**REQUIREMENT:** Transcribe the entries below exactly.

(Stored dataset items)

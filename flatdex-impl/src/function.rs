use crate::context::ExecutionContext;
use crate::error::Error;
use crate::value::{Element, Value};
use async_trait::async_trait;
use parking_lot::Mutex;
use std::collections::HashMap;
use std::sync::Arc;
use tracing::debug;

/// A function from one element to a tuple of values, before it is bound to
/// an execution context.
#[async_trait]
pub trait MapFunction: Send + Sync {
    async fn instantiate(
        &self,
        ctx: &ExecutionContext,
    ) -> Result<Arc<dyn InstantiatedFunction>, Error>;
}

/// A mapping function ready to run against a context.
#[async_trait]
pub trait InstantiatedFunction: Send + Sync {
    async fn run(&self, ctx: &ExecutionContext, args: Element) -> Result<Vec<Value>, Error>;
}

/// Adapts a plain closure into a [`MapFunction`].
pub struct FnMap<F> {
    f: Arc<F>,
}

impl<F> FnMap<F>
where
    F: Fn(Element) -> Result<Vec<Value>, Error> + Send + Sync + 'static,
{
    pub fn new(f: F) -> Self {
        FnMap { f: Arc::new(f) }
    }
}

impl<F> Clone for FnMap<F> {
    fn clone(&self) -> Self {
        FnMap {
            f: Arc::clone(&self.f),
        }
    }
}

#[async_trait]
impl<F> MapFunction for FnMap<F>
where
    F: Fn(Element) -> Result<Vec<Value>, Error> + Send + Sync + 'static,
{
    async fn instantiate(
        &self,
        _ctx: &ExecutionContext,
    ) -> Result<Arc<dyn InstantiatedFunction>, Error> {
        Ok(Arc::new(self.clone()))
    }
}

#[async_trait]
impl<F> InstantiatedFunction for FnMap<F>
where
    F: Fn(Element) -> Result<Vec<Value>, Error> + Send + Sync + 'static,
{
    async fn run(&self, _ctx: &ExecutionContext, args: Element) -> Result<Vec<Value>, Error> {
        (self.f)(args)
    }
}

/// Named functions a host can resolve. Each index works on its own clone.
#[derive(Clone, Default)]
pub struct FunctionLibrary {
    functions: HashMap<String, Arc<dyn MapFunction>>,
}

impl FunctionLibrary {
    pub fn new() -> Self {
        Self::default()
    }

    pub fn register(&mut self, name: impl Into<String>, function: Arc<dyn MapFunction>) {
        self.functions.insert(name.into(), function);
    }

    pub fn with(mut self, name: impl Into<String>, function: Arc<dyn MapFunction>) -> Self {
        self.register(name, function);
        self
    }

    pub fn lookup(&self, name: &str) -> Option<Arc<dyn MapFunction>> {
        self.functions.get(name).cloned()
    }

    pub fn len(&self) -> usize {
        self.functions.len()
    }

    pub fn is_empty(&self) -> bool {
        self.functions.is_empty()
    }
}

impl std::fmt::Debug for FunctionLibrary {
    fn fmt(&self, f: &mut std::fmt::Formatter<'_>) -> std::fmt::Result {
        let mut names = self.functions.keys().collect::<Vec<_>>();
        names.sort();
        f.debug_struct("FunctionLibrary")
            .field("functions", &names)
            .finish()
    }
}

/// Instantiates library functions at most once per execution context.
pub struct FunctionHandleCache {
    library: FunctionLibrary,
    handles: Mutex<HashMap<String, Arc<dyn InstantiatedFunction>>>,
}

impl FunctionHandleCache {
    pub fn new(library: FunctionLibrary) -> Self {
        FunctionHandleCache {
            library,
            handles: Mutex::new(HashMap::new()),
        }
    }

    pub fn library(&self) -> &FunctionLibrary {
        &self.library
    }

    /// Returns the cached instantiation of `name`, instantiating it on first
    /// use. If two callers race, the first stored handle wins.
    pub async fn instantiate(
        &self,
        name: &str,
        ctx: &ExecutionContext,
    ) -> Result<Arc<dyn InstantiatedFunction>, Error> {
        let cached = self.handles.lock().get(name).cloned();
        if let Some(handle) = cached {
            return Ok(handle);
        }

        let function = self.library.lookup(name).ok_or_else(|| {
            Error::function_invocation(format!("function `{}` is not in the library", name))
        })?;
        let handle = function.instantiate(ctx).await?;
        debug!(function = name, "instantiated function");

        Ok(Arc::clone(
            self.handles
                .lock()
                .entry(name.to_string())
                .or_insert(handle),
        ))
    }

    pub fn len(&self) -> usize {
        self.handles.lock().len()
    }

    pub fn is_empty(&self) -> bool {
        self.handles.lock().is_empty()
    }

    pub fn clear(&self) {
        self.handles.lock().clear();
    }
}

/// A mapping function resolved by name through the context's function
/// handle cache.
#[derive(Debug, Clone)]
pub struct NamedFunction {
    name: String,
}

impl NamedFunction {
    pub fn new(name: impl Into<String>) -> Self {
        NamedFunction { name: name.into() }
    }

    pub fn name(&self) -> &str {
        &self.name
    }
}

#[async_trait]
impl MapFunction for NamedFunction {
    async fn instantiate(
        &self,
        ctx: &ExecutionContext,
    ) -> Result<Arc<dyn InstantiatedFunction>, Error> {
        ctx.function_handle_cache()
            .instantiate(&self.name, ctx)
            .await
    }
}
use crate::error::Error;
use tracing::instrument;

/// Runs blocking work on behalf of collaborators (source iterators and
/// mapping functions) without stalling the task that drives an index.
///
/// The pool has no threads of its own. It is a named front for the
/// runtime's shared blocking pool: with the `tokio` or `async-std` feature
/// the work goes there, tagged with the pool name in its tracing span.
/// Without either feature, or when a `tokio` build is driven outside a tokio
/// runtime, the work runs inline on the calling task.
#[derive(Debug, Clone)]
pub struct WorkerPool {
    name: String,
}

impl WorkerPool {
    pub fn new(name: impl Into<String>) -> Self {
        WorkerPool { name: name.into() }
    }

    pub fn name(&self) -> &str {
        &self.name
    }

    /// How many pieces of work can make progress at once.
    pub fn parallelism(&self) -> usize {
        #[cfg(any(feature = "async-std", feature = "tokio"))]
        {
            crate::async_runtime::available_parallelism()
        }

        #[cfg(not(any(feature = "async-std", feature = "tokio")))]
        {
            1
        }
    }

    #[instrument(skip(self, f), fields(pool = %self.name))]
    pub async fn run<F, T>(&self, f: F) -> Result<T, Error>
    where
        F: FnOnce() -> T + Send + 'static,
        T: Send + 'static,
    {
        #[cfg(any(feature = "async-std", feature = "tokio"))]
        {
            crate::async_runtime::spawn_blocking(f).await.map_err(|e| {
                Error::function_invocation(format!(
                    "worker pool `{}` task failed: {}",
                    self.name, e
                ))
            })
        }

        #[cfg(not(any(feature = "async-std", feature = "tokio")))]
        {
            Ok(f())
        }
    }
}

**WRITTEN RESPONSE:**
filename flatdex-impl/src/function.rs
use crate::context::ExecutionContext;
use crate::error::Error;
use crate::value::{Element, Value};
use async_trait::async_trait;
use parking_lot::Mutex;
use std::collections::HashMap;
use std::sync::Arc;
use tracing::debug;

/// A function from one element to a tuple of values, before it is bound to
/// an execution context.
#[async_trait]
pub trait MapFunction: Send + Sync {
    async fn instantiate(
        &self,
        ctx: &ExecutionContext,
    ) -> Result<Arc<dyn InstantiatedFunction>, Error>;
}

/// A mapping function ready to run against a context.
#[async_trait]
pub trait InstantiatedFunction: Send + Sync {
    async fn run(&self, ctx: &ExecutionContext, args: Element) -> Result<Vec<Value>, Error>;
}

/// Adapts a plain closure into a [`MapFunction`].
pub struct FnMap<F> {
    f: Arc<F>,
}

impl<F> FnMap<F>
where
    F: Fn(Element) -> Result<Vec<Value>, Error> + Send + Sync + 'static,
{
    pub fn new(f: F) -> Self {
        FnMap { f: Arc::new(f) }
    }
}

impl<F> Clone for FnMap<F> {
    fn clone(&self) -> Self {
        FnMap {
            f: Arc::clone(&self.f),
        }
    }
}

#[async_trait]
impl<F> MapFunction for FnMap<F>
where
    F: Fn(Element) -> Result<Vec<Value>, Error> + Send + Sync + 'static,
{
    async fn instantiate(
        &self,
        _ctx: &ExecutionContext,
    ) -> Result<Arc<dyn InstantiatedFunction>, Error> {
        Ok(Arc::new(self.clone()))
    }
}

#[async_trait]
impl<F> InstantiatedFunction for FnMap<F>
where
    F: Fn(Element) -> Result<Vec<Value>, Error> + Send + Sync + 'static,
{
    async fn run(&self, _ctx: &ExecutionContext, args: Element) -> Result<Vec<Value>, Error> {
        (self.f)(args)
    }
}

/// Named functions a host can resolve. Each index works on its own clone.
#[derive(Clone, Default)]
pub struct FunctionLibrary {
    functions: HashMap<String, Arc<dyn MapFunction>>,
}

impl FunctionLibrary {
    pub fn new() -> Self {
        Self::default()
    }

    pub fn register(&mut self, name: impl Into<String>, function: Arc<dyn MapFunction>) {
        self.functions.insert(name.into(), function);
    }

    pub fn with(mut self, name: impl Into<String>, function: Arc<dyn MapFunction>) -> Self {
        self.register(name, function);
        self
    }

    pub fn lookup(&self, name: &str) -> Option<Arc<dyn MapFunction>> {
        self.functions.get(name).cloned()
    }

    pub fn len(&self) -> usize {
        self.functions.len()
    }

    pub fn is_empty(&self) -> bool {
        self.functions.is_empty()
    }
}

impl std::fmt::Debug for FunctionLibrary {
    fn fmt(&self, f: &mut std::fmt::Formatter<'_>) -> std::fmt::Result {
        let mut names = self.functions.keys().collect::<Vec<_>>();
        names.sort();
        f.debug_struct("FunctionLibrary")
            .field("functions", &names)
            .finish()
    }
}

/// Instantiates library functions at most once per execution context.
pub struct FunctionHandleCache {
    library: FunctionLibrary,
    handles: Mutex<HashMap<String, Arc<dyn InstantiatedFunction>>>,
}

impl FunctionHandleCache {
    pub fn new(library: FunctionLibrary) -> Self {
        FunctionHandleCache {
            library,
            handles: Mutex::new(HashMap::new()),
        }
    }

    pub fn library(&self) -> &FunctionLibrary {
        &self.library
    }

    /// Returns the cached instantiation of `name`, instantiating it on first
    /// use. If two callers race, the first stored handle wins.
    pub async fn instantiate(
        &self,
        name: &str,
        ctx: &ExecutionContext,
    ) -> Result<Arc<dyn InstantiatedFunction>, Error> {
        let cached = self.handles.lock().get(name).cloned();
        if let Some(handle) = cached {
            return Ok(handle);
        }

        let function = self.library.lookup(name).ok_or_else(|| {
            Error::function_invocation(format!("function `{}` is not in the library", name))
        })?;
        let handle = function.instantiate(ctx).await?;
        debug!(function = name, "instantiated function");

        Ok(Arc::clone(
            self.handles
                .lock()
                .entry(name.to_string())
                .or_insert(handle),
        ))
    }

    pub fn len(&self) -> usize {
        self.handles.lock().len()
    }

    pub fn is_empty(&self) -> bool {
        self.handles.lock().is_empty()
    }

    pub fn clear(&self) {
        self.handles.lock().clear();
    }
}

/// A mapping function resolved by name through the context's function
/// handle cache.
#[derive(Debug, Clone)]
pub struct NamedFunction {
    name: String,
}

impl NamedFunction {
    pub fn new(name: impl Into<String>) -> Self {
        NamedFunction { name: name.into() }
    }

    pub fn name(&self) -> &str {
        &self.name
    }
}

#[async_trait]
impl MapFunction for NamedFunction {
    async fn instantiate(
        &self,
        ctx: &ExecutionContext,
    ) -> Result<Arc<dyn InstantiatedFunction>, Error> {
        ctx.function_handle_cache()
            .instantiate(&self.name, ctx)
            .await
    }
}
use crate::error::Error;
use tracing::instrument;

/// Runs blocking work on behalf of collaborators (source iterators and
/// mapping functions) without stalling the task that drives an index.
///
/// The pool has no threads of its own. It is a named front for the
/// runtime's shared blocking pool: with the `tokio` or `async-std` feature
/// the work goes there, tagged with the pool name in its tracing span.
/// Without either feature, or when a `tokio` build is driven outside a tokio
/// runtime, the work runs inline on the calling task.
#[derive(Debug, Clone)]
pub struct WorkerPool {
    name: String,
}

impl WorkerPool {
    pub fn new(name: impl Into<String>) -> Self {
        WorkerPool { name: name.into() }
    }

    pub fn name(&self) -> &str {
        &self.name
    }

    /// How many pieces of work can make progress at once.
    pub fn parallelism(&self) -> usize {
        #[cfg(any(feature = "async-std", feature = "tokio"))]
        {
            crate::async_runtime::available_parallelism()
        }

        #[cfg(not(any(feature = "async-std", feature = "tokio")))]
        {
            1
        }
    }

    #[instrument(skip(self, f), fields(pool = %self.name))]
    pub async fn run<F, T>(&self, f: F) -> Result<T, Error>
    where
        F: FnOnce() -> T + Send + 'static,
        T: Send + 'static,
    {
        #[cfg(any(feature = "async-std", feature = "tokio"))]
        {
            crate::async_runtime::spawn_blocking(f).await.map_err(|e| {
                Error::function_invocation(format!(
                    "worker pool `{}` task failed: {}",
                    self.name, e
                ))
            })
        }

        #[cfg(not(any(feature = "async-std", feature = "tokio")))]
        {
            Ok(f())
        }
    }
}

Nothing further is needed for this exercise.